Problem statement: If a line of the records holds the word "page", copy it out.

(Dataset records)
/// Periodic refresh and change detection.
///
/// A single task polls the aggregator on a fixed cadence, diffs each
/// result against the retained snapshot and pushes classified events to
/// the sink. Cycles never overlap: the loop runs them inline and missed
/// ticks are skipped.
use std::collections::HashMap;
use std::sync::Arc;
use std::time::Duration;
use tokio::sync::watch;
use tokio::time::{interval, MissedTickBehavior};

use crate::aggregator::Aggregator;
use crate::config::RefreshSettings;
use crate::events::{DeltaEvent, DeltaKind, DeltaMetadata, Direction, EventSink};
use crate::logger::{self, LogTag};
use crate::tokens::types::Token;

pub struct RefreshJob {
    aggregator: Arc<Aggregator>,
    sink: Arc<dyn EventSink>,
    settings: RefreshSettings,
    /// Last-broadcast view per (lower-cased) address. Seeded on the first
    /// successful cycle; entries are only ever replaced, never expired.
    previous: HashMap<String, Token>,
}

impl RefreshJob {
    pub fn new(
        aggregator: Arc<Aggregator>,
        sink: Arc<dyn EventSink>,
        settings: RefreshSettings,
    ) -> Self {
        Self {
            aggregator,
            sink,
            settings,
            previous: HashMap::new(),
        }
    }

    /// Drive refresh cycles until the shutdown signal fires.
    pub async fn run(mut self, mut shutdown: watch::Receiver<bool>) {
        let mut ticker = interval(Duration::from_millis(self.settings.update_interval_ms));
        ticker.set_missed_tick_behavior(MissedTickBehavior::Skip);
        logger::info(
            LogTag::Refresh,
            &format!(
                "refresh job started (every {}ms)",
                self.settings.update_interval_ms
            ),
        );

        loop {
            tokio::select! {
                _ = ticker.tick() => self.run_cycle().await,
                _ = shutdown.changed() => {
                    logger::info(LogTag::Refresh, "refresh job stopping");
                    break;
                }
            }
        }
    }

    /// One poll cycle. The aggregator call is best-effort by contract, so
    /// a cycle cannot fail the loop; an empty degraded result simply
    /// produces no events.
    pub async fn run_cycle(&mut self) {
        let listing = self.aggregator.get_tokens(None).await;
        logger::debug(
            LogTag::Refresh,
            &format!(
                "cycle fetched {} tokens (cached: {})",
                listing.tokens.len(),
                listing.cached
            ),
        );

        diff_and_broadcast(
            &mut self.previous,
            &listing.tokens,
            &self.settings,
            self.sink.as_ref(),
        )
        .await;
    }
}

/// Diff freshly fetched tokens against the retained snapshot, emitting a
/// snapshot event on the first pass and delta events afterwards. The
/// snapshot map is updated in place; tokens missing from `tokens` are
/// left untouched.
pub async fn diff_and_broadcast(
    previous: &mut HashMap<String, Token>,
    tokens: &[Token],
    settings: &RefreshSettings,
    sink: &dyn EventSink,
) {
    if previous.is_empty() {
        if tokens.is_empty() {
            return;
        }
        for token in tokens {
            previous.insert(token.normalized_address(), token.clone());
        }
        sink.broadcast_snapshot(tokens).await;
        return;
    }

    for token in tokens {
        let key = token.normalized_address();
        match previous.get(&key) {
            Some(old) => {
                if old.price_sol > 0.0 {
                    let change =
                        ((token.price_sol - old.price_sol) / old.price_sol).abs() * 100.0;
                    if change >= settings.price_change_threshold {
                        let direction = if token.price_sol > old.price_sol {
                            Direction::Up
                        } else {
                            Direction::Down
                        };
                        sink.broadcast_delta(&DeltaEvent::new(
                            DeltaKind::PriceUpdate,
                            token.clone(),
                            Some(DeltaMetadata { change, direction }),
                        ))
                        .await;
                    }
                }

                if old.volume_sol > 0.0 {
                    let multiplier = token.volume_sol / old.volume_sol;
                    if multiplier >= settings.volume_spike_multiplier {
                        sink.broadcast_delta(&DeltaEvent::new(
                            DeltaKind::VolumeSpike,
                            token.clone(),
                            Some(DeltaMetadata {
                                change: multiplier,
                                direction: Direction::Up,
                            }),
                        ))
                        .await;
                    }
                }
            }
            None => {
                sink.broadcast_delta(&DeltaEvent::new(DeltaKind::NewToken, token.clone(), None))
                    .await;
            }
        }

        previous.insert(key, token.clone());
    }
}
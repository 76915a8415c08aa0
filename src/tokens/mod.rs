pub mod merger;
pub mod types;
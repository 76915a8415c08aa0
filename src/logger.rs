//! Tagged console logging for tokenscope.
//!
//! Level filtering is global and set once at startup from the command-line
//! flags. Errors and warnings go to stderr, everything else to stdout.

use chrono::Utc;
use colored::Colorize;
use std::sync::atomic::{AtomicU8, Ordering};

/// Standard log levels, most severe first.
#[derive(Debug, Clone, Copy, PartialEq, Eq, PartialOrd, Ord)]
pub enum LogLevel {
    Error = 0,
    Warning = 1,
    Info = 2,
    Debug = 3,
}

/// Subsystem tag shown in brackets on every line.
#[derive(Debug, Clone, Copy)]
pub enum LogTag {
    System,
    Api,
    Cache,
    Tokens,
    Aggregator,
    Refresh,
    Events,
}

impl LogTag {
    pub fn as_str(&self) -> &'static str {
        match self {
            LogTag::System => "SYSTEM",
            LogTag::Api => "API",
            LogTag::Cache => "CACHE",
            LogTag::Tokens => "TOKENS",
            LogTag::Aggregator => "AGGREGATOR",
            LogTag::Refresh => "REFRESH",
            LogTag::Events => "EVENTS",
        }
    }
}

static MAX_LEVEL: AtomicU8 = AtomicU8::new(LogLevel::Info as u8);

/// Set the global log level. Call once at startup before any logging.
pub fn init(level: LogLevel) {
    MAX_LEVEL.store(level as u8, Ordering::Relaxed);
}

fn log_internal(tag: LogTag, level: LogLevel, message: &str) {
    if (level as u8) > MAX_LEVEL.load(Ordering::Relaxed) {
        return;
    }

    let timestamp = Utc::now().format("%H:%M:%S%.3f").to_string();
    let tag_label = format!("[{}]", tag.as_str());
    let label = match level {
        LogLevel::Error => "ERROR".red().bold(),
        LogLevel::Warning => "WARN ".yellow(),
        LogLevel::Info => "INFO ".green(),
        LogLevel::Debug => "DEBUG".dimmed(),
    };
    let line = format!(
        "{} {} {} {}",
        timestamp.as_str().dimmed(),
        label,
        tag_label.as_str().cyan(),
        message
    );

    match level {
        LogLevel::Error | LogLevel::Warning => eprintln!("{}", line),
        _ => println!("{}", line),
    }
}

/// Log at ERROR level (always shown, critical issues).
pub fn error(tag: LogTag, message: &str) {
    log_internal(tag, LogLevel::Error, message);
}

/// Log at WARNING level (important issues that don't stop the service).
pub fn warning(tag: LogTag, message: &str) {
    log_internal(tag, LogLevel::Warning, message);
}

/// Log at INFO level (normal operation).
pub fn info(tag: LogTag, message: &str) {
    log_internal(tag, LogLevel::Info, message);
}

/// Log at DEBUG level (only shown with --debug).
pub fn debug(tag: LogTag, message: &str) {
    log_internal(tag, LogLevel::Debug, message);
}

---

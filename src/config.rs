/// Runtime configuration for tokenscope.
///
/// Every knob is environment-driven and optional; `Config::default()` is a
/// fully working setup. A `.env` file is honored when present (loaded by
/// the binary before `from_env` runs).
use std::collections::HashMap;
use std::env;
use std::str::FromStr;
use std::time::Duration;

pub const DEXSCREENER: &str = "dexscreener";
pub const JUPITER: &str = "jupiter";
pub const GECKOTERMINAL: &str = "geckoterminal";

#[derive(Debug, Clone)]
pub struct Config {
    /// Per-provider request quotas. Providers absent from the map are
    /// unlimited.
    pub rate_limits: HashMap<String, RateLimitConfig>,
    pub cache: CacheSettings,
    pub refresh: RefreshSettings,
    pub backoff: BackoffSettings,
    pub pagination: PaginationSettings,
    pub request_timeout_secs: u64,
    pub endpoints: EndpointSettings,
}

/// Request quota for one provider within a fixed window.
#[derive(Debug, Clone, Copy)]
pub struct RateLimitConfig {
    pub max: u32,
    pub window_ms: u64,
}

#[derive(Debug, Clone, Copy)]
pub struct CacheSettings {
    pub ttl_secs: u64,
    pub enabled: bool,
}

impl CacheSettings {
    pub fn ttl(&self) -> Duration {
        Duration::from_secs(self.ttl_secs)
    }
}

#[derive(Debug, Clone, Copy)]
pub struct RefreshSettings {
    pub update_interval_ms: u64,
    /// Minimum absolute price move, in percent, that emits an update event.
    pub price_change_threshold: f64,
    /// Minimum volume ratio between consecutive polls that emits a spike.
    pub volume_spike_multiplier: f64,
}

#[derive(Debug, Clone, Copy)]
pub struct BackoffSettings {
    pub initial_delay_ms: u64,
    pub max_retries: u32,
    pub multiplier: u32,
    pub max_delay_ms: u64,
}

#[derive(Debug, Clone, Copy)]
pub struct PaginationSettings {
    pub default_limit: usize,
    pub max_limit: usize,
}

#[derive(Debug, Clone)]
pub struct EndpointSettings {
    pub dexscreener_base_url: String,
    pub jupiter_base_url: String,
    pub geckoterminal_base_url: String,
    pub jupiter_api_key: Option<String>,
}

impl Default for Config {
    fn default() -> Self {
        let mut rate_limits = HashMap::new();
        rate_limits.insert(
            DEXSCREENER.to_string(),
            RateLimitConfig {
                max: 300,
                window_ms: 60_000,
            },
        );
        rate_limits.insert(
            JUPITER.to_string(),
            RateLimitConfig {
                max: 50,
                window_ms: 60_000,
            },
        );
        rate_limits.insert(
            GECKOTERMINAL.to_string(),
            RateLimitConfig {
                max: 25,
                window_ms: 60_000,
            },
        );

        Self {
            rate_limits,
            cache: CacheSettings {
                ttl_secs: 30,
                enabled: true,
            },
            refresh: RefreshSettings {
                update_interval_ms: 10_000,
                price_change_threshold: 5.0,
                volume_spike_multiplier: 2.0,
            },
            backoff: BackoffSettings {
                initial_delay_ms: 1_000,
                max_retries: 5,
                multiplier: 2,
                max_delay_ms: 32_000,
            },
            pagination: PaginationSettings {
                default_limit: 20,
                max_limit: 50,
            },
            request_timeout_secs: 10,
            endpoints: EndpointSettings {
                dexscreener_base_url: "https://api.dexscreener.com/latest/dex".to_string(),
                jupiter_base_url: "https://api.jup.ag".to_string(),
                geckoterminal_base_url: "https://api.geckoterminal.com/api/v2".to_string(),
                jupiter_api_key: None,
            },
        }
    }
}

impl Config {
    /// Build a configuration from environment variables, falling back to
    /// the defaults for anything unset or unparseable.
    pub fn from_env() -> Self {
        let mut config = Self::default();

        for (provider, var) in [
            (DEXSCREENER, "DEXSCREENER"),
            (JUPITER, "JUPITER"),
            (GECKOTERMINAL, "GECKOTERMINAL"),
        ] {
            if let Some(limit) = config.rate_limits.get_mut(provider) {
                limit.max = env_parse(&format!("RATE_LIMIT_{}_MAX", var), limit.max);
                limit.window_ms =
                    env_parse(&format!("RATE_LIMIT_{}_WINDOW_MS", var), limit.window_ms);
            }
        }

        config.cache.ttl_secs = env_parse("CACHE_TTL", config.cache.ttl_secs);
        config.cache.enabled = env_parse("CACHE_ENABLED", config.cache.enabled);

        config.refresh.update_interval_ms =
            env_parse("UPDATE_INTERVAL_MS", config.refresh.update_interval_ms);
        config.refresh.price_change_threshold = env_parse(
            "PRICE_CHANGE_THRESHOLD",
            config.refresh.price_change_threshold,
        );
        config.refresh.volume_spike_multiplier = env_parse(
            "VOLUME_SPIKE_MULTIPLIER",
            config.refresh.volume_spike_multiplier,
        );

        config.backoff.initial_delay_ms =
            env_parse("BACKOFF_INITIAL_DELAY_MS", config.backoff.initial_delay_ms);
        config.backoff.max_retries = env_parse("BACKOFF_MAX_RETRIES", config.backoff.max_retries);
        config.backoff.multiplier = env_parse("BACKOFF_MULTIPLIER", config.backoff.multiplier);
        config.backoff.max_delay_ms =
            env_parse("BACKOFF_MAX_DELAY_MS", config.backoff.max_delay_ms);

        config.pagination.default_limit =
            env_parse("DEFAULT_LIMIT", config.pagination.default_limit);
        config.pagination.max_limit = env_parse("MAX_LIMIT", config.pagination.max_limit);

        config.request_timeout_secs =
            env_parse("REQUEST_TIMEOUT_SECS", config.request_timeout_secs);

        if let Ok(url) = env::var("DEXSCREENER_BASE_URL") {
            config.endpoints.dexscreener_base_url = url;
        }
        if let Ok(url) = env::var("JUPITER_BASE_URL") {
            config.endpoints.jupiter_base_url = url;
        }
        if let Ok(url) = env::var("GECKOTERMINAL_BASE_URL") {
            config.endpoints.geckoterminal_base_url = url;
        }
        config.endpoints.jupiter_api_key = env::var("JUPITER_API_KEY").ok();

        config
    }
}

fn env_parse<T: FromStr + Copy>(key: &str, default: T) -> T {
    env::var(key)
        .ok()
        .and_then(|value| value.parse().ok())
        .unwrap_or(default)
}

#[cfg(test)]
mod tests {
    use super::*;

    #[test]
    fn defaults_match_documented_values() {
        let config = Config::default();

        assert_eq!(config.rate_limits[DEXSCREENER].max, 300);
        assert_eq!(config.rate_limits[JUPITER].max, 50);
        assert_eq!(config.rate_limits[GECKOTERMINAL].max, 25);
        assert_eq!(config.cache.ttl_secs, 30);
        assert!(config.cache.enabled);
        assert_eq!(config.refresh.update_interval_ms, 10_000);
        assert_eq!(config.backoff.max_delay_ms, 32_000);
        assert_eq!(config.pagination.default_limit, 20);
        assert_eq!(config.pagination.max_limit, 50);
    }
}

---

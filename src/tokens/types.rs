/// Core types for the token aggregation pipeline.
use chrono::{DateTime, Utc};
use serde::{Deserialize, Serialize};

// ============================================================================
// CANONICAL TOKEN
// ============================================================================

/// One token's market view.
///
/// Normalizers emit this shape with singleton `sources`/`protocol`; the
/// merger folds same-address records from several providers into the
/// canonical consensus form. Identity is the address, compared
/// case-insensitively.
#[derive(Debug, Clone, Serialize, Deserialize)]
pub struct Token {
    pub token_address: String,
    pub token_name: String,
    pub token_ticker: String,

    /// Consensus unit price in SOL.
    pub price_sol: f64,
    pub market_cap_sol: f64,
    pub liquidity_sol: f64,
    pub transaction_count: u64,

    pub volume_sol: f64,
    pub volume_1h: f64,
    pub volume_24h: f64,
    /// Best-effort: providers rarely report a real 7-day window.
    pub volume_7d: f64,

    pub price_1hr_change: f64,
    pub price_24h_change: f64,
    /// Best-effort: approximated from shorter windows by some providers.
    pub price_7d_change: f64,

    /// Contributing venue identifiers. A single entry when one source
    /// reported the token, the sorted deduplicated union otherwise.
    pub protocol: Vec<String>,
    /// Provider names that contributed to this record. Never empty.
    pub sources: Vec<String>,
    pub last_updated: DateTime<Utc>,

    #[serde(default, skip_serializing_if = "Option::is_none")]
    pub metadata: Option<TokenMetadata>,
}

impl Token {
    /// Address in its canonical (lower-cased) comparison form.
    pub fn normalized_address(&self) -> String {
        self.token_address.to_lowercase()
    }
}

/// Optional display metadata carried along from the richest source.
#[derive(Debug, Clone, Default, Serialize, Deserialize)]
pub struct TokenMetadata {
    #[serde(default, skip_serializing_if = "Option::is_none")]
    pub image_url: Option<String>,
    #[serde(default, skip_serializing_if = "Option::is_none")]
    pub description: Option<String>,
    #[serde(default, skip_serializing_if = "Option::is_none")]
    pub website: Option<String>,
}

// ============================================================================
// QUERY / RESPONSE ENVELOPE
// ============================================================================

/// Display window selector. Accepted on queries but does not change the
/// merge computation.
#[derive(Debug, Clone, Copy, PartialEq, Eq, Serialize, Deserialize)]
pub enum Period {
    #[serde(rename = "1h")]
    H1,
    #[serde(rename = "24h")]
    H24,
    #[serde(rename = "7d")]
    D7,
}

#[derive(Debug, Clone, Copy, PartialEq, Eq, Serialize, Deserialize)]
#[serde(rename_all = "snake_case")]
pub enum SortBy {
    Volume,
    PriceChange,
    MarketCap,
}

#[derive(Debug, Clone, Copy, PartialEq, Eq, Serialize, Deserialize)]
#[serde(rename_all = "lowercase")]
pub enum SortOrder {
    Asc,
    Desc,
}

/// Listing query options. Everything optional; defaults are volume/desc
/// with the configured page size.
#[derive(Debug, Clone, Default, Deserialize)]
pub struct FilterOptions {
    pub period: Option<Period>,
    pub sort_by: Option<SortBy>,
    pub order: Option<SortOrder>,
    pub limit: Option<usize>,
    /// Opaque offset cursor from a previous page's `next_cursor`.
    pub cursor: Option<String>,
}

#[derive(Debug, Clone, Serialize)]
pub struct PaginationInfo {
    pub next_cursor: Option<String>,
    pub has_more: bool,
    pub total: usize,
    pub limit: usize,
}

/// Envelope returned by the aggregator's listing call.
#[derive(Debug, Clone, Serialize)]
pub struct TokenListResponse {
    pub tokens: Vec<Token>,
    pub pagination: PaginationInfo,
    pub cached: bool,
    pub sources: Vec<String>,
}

Task result:
/// with the configured page size.
    /// Opaque offset cursor from a previous page's `next_cursor`.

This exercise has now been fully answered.